I highly recommend Bahr and all of his great Civil War novels- 'The Black Flower', 'Year of Jubilo', and 'The Judas Field'. They are quite simply some of the best literature ever written about the American Civil War. I hope he returns to writing about the Civil War in the near future. Very rarely does a author and his subject match so incredibly well!

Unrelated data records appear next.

// AEAD primitives for request and reply protection.
// Numan Thabit 2026

use chacha20poly1305::{
    aead::{Aead, Payload},
    KeyInit, XChaCha20Poly1305, XNonce,
};
use thiserror::Error;

/// Authentication tag length.
pub const TAG_LEN: usize = 16;

/// Nonce size for XChaCha20-Poly1305.
pub const XCHACHA20_NONCE_LEN: usize = 24;

/// Symmetric key derived from the X25519 agreement.
#[derive(Clone, PartialEq, Eq)]
pub struct AeadKey([u8; 32]);

impl AeadKey {
    /// Wraps raw key material.
    #[must_use]
    pub const fn new(bytes: [u8; 32]) -> Self {
        Self(bytes)
    }

    /// Raw key bytes.
    #[must_use]
    pub const fn as_bytes(&self) -> &[u8; 32] {
        &self.0
    }
}

impl std::fmt::Debug for AeadKey {
    fn fmt(&self, f: &mut std::fmt::Formatter<'_>) -> std::fmt::Result {
        f.write_str("AeadKey(..)")
    }
}

/// Errors returned by AEAD helpers.
#[derive(Debug, Error, PartialEq, Eq)]
pub enum AeadError {
    /// Encryption failed.
    #[error("encryption failed")]
    Encrypt,
    /// Decryption or authentication failed.
    #[error("decryption failed")]
    Decrypt,
}

/// Encrypts `plaintext`, returning ciphertext concatenated with the tag.
pub fn seal(
    key: &AeadKey,
    nonce: &[u8; XCHACHA20_NONCE_LEN],
    aad: &[u8],
    plaintext: &[u8],
) -> Result<Vec<u8>, AeadError> {
    let cipher = XChaCha20Poly1305::new(key.as_bytes().into());
    let mut xnonce = XNonce::default();
    xnonce.clone_from_slice(nonce);
    cipher
        .encrypt(
            &xnonce,
            Payload {
                msg: plaintext,
                aad,
            },
        )
        .map_err(|_| AeadError::Encrypt)
}

/// Decrypts ciphertext+tag produced by [`seal`].
pub fn open(
    key: &AeadKey,
    nonce: &[u8; XCHACHA20_NONCE_LEN],
    aad: &[u8],
    ciphertext: &[u8],
) -> Result<Vec<u8>, AeadError> {
    let cipher = XChaCha20Poly1305::new(key.as_bytes().into());
    let mut xnonce = XNonce::default();
    xnonce.clone_from_slice(nonce);
    cipher
        .decrypt(
            &xnonce,
            Payload {
                msg: ciphertext,
                aad,
            },
        )
        .map_err(|_| AeadError::Decrypt)
}

/// Encrypts and returns the ciphertext body and detached tag, as they
/// are carried in separate frame fields.
pub fn seal_detached(
    key: &AeadKey,
    nonce: &[u8; XCHACHA20_NONCE_LEN],
    plaintext: &[u8],
) -> Result<(Vec<u8>, [u8; TAG_LEN]), AeadError> {
    let mut sealed = seal(key, nonce, &[], plaintext)?;
    let tag_start = sealed.len() - TAG_LEN;
    let mut tag = [0u8; TAG_LEN];
    tag.copy_from_slice(&sealed[tag_start..]);
    sealed.truncate(tag_start);
    Ok((sealed, tag))
}

/// Decrypts a ciphertext body whose tag arrived in the frame header.
pub fn open_detached(
    key: &AeadKey,
    nonce: &[u8; XCHACHA20_NONCE_LEN],
    body: &[u8],
    tag: &[u8; TAG_LEN],
) -> Result<Vec<u8>, AeadError> {
    let mut ciphertext = Vec::with_capacity(body.len() + TAG_LEN);
    ciphertext.extend_from_slice(body);
    ciphertext.extend_from_slice(tag);
    open(key, nonce, &[], &ciphertext)
}

#[cfg(test)]
mod tests {
    use super::*;

    #[test]
    fn round_trip() {
        let key = AeadKey::new([0x11; 32]);
        let nonce = [0x22; XCHACHA20_NONCE_LEN];
        let plaintext = b"fingerprint check";

        let ciphertext = seal(&key, &nonce, &[], plaintext).expect("seal");
        assert_eq!(ciphertext.len(), plaintext.len() + TAG_LEN);

        let recovered = open(&key, &nonce, &[], &ciphertext).expect("open");
        assert_eq!(recovered, plaintext);
    }

    #[test]
    fn detached_round_trip() {
        let key = AeadKey::new([0x33; 32]);
        let nonce = [0x44; XCHACHA20_NONCE_LEN];
        let plaintext = b"detached tag body";

        let (body, tag) = seal_detached(&key, &nonce, plaintext).expect("seal");
        assert_eq!(body.len(), plaintext.len());

        let recovered = open_detached(&key, &nonce, &body, &tag).expect("open");
        assert_eq!(recovered, plaintext);
    }

    #[test]
    fn tampered_tag_rejected() {
        let key = AeadKey::new([0x55; 32]);
        let nonce = [0x66; XCHACHA20_NONCE_LEN];

        let (body, mut tag) = seal_detached(&key, &nonce, b"payload").expect("seal");
        tag[0] ^= 0x80;
        assert_eq!(
            open_detached(&key, &nonce, &body, &tag),
            Err(AeadError::Decrypt)
        );
    }
}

Magnificent! Mr. Bahr has written a wonderful, poignant, personal view of how the brutality of the Civil War affected those that lived it. War is the ultimate of human endeavors; those who have been embraced by it are changed forever. Brutality on a grand scale that brings into question the essence of the human condition. Mr. Bahr reaches into the very soul of those who have witnessed the carnage and examines how their lives are changed forever. His character development was superb. His use of the pervasive darkness of that era was stunning in its portrayal. Men fought and died not for their nation but for their beliefs in their fellow comrades. Mr. Bahr is a genius at putting into words the timeless love of men and women who lived those desperate hours. War is terrible but man's belief in himself and those who he fights beside transcends the violence of the battlefield.
I highly recommend this classic novel for anyone who wants to briefly glimpse what it is like to taste, hear, smell, and feel the horrors of the battlefield. No gratuitous violence, although the graphic nature of battle is portrayed in all its ugliness. Mr. Bahr's trilogy of the civil war is the best I have ever read on how those that lived it, dealt with its horrors. He is a master at showing how the glories of the battlefield scared an entire generation for years after the guns went silent. A must read.

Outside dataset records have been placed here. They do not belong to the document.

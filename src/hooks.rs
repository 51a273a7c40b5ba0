// Pre/post/blacklist hook slots for external extensions.
// Numan Thabit 2026

use std::net::IpAddr;

use thiserror::Error;
use tracing::error;

use crate::wire::{Command, Digest, Extensions};

/// Failure reported by a hook; logged and otherwise ignored.
#[derive(Debug, Error)]
#[error("hook failed: {0}")]
pub struct HookError(pub String);

/// Request-side arguments handed to pre and post hooks.
#[derive(Debug)]
pub struct HookRequest<'a> {
    /// Client address, absent for local transports.
    pub addr: Option<IpAddr>,
    /// Requested operation.
    pub cmd: Command,
    /// Content fingerprint.
    pub digest: &'a Digest,
    /// Whether the request carried shingles.
    pub is_shingle: bool,
    /// Source-attribution extensions.
    pub extensions: &'a Extensions,
}

/// Backend result fields exposed to the post hook.
#[derive(Debug, Clone, Copy)]
pub struct HookResult {
    pub value: i32,
    pub prob: f32,
    pub flag: u32,
    pub ts: u64,
}

/// Short-circuit reply produced by a pre hook.
#[derive(Debug, Clone, Copy)]
pub struct PreVerdict {
    pub value: i32,
    pub prob: f32,
}

/// Override produced by a post hook; `flag` is kept when `None`.
#[derive(Debug, Clone, Copy)]
pub struct PostVerdict {
    pub value: i32,
    pub prob: f32,
    pub flag: Option<u32>,
}

type PreHook = Box<dyn Fn(&HookRequest<'_>) -> Result<Option<PreVerdict>, HookError> + Send>;
type PostHook =
    Box<dyn Fn(&HookRequest<'_>, HookResult) -> Result<Option<PostVerdict>, HookError> + Send>;
type BlacklistHook = Box<dyn Fn(Option<IpAddr>, &str) + Send>;

/// Holder for the three optional hook slots, resolved at startup.
#[derive(Default)]
pub struct HookRegistry {
    pre: Option<PreHook>,
    post: Option<PostHook>,
    blacklist: Option<BlacklistHook>,
}

impl HookRegistry {
    /// Creates an empty registry; all hooks are no-ops.
    pub fn new() -> Self {
        Self::default()
    }

    /// Installs the pre hook.
    pub fn set_pre<F>(&mut self, hook: F)
    where
        F: Fn(&HookRequest<'_>) -> Result<Option<PreVerdict>, HookError> + Send + 'static,
    {
        self.pre = Some(Box::new(hook));
    }

    /// Installs the post hook.
    pub fn set_post<F>(&mut self, hook: F)
    where
        F: Fn(&HookRequest<'_>, HookResult) -> Result<Option<PostVerdict>, HookError>
            + Send
            + 'static,
    {
        self.post = Some(Box::new(hook));
    }

    /// Installs the blacklist notification hook.
    pub fn set_blacklist<F>(&mut self, hook: F)
    where
        F: Fn(Option<IpAddr>, &str) + Send + 'static,
    {
        self.blacklist = Some(Box::new(hook));
    }

    /// Runs the pre hook; failures log and do not override.
    pub fn run_pre(&self, req: &HookRequest<'_>) -> Option<PreVerdict> {
        let hook = self.pre.as_ref()?;
        match hook(req) {
            Ok(verdict) => verdict,
            Err(err) => {
                error!(error = %err, "pre hook failed");
                None
            }
        }
    }

    /// Runs the post hook; failures log and do not override.
    pub fn run_post(&self, req: &HookRequest<'_>, result: HookResult) -> Option<PostVerdict> {
        let hook = self.post.as_ref()?;
        match hook(req, result) {
            Ok(verdict) => verdict,
            Err(err) => {
                error!(error = %err, "post hook failed");
                None
            }
        }
    }

    /// Fire-and-forget blacklist notification.
    pub fn notify_blacklist(&self, addr: Option<IpAddr>, reason: &str) {
        if let Some(hook) = &self.blacklist {
            hook(addr, reason);
        }
    }
}

impl std::fmt::Debug for HookRegistry {
    fn fmt(&self, f: &mut std::fmt::Formatter<'_>) -> std::fmt::Result {
        f.debug_struct("HookRegistry")
            .field("pre", &self.pre.is_some())
            .field("post", &self.post.is_some())
            .field("blacklist", &self.blacklist.is_some())
            .finish()
    }
}

#[cfg(test)]
mod tests {
    use super::*;
    use std::sync::atomic::{AtomicUsize, Ordering};
    use std::sync::Arc;

    fn request<'a>(digest: &'a Digest, extensions: &'a Extensions) -> HookRequest<'a> {
        HookRequest {
            addr: Some("192.0.2.1".parse().unwrap()),
            cmd: Command::Check,
            digest,
            is_shingle: false,
            extensions,
        }
    }

    #[test]
    fn missing_hooks_do_not_override() {
        let registry = HookRegistry::new();
        let digest = [0u8; 64];
        let ext = Extensions::default();
        assert!(registry.run_pre(&request(&digest, &ext)).is_none());
        registry.notify_blacklist(None, "ratelimit");
    }

    #[test]
    fn pre_hook_short_circuits() {
        let mut registry = HookRegistry::new();
        registry.set_pre(|_req| {
            Ok(Some(PreVerdict {
                value: 403,
                prob: 0.0,
            }))
        });

        let digest = [1u8; 64];
        let ext = Extensions::default();
        let verdict = registry.run_pre(&request(&digest, &ext)).unwrap();
        assert_eq!(verdict.value, 403);
    }

    #[test]
    fn failing_hook_counts_as_no_override() {
        let mut registry = HookRegistry::new();
        registry.set_post(|_req, _res| Err(HookError("backend unavailable".into())));

        let digest = [2u8; 64];
        let ext = Extensions::default();
        let result = HookResult {
            value: 0,
            prob: 1.0,
            flag: 3,
            ts: 99,
        };
        assert!(registry.run_post(&request(&digest, &ext), result).is_none());
    }

    #[test]
    fn blacklist_hook_receives_reason() {
        let calls = Arc::new(AtomicUsize::new(0));
        let seen = Arc::clone(&calls);

        let mut registry = HookRegistry::new();
        registry.set_blacklist(move |addr, reason| {
            assert!(addr.is_some());
            assert_eq!(reason, "blacklisted");
            seen.fetch_add(1, Ordering::SeqCst);
        });

        registry.notify_blacklist(Some("192.0.2.7".parse().unwrap()), "blacklisted");
        assert_eq!(calls.load(Ordering::SeqCst), 1);
    }
}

This is the 3rd of Bahr's novels of The Civil War I've read. The others are The Year of Jubilo (my favorite) and The Black Rose. The Judas Field takes a different perspective than the others. Jubilo and Rose told stories of characters involved in the immediate post war occupation of Mississippi and the Battle of Franklin as the events unfolded. TJF is primarily the story of Cass Wakefield, who served as a sergeant in The Army of The Tennessee, and it is a retrospective form 20 years after the war ended.
It is a very powerful story of the damage done to those who fought in the horrific Civil War battles, those who lost loved ones and other unfortunates who lived in or near the conflicts. Bahr especially focuses on the experiences of the soldiers and does a great job of pulling the reader into the nightmare scenario of hunger, deprivation, exhaustion, severe cold and heat and the terror that is a constant in the soldiers' lives. Though I can never understand what it is like to be in combat, Bahr is successful in helping me understand and feel what it was like for those who were. Reading the book was a very emotional experience for me and I highly recommend it as well as Bahr's other CW novels. I haven't read any other works by him but I plan to based on the books I've read.